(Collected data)

________________________________________

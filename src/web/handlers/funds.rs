// Fund list and detail handlers.
//
// GET    /api/funds      every fund discovered in storage
// GET    /api/fund/{id}  one fund's summary
// DELETE /api/fund/{id}  remove a fund file
//
// Unknown ids answer 400 rather than 404; the front-end treats any
// `success: false` body the same way.

use axum::extract::{Path, State};
use axum::http::StatusCode;
use axum::response::{IntoResponse, Response};
use axum::Json;

use crate::web::{api_error, AppState};

/// GET /api/funds: list available funds and the active storage backend.
pub async fn list_funds(State(state): State<AppState>) -> Response {
    match state.funds.list_funds().await {
        Ok(funds) => Json(serde_json::json!({
            "funds": funds,
            "storage": state.funds.storage_info(),
        }))
        .into_response(),
        Err(e) => {
            tracing::error!(error = %e, "Failed to list funds");
            api_error(StatusCode::INTERNAL_SERVER_ERROR, &e.to_string())
        }
    }
}

/// GET /api/fund/{id}: summary of a single fund.
pub async fn get_fund(State(state): State<AppState>, Path(id): Path<String>) -> Response {
    match state.funds.summary(&id).await {
        Ok(summary) => Json(serde_json::json!({
            "success": true,
            "fund": summary,
        }))
        .into_response(),
        Err(e) => {
            tracing::warn!(error = %e, fund_id = %id, "Fund lookup failed");
            api_error(StatusCode::BAD_REQUEST, &e.to_string())
        }
    }
}

/// DELETE /api/fund/{id}: remove the fund's file from storage.
pub async fn delete_fund(State(state): State<AppState>, Path(id): Path<String>) -> Response {
    match state.funds.delete(&id).await {
        Ok(()) => Json(serde_json::json!({
            "success": true,
            "message": format!("Fund {id} deleted"),
        }))
        .into_response(),
        Err(e) => {
            tracing::warn!(error = %e, fund_id = %id, "Fund delete failed");
            api_error(StatusCode::BAD_REQUEST, &e.to_string())
        }
    }
}
// Per-fund summary: sector allocation, largest holdings, largest sectors.

use std::collections::BTreeMap;

use serde::{Deserialize, Serialize};

use crate::holdings::MutualFund;

/// How many holdings the summary lists.
pub const TOP_HOLDINGS: usize = 10;
/// How many sectors the summary lists.
pub const TOP_SECTORS: usize = 5;

#[derive(Debug, Clone, PartialEq, Serialize, Deserialize)]
pub struct TopHolding {
    pub company_name: String,
    pub weight: f64,
    pub sector: String,
}

#[derive(Debug, Clone, PartialEq, Serialize, Deserialize)]
pub struct FundSummary {
    pub name: String,
    pub total_stocks: usize,
    pub sector_allocation: BTreeMap<String, f64>,
    pub top_holdings: Vec<TopHolding>,
    /// `(sector, weight)` pairs; serialized as two-element arrays.
    pub top_sectors: Vec<(String, f64)>,
}

/// Summarize a fund.
///
/// Both rankings use a stable sort, so equal weights keep parse order
/// (holdings) or first-appearance order (sectors).
pub fn summarize(fund: &MutualFund) -> FundSummary {
    let mut holdings: Vec<_> = fund.holdings().iter().collect();
    holdings.sort_by(|a, b| b.portfolio_weight.total_cmp(&a.portfolio_weight));
    let top_holdings = holdings
        .into_iter()
        .take(TOP_HOLDINGS)
        .map(|h| TopHolding {
            company_name: h.company_name.clone(),
            weight: h.portfolio_weight,
            sector: h.sector.clone(),
        })
        .collect();

    let mut top_sectors = fund.sector_weights();
    top_sectors.sort_by(|a, b| b.1.total_cmp(&a.1));
    top_sectors.truncate(TOP_SECTORS);

    FundSummary {
        name: fund.name.clone(),
        total_stocks: fund.total_stocks(),
        sector_allocation: fund.sector_allocation(),
        top_holdings,
        top_sectors,
    }
}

________________________________________

EXERCISE OBJECTIVE - Each line above that contains the word "BTreeMap" must be copied.

EXERCISE OUTPUT -
use std::collections::BTreeMap;
    pub sector_allocation: BTreeMap<String, f64>,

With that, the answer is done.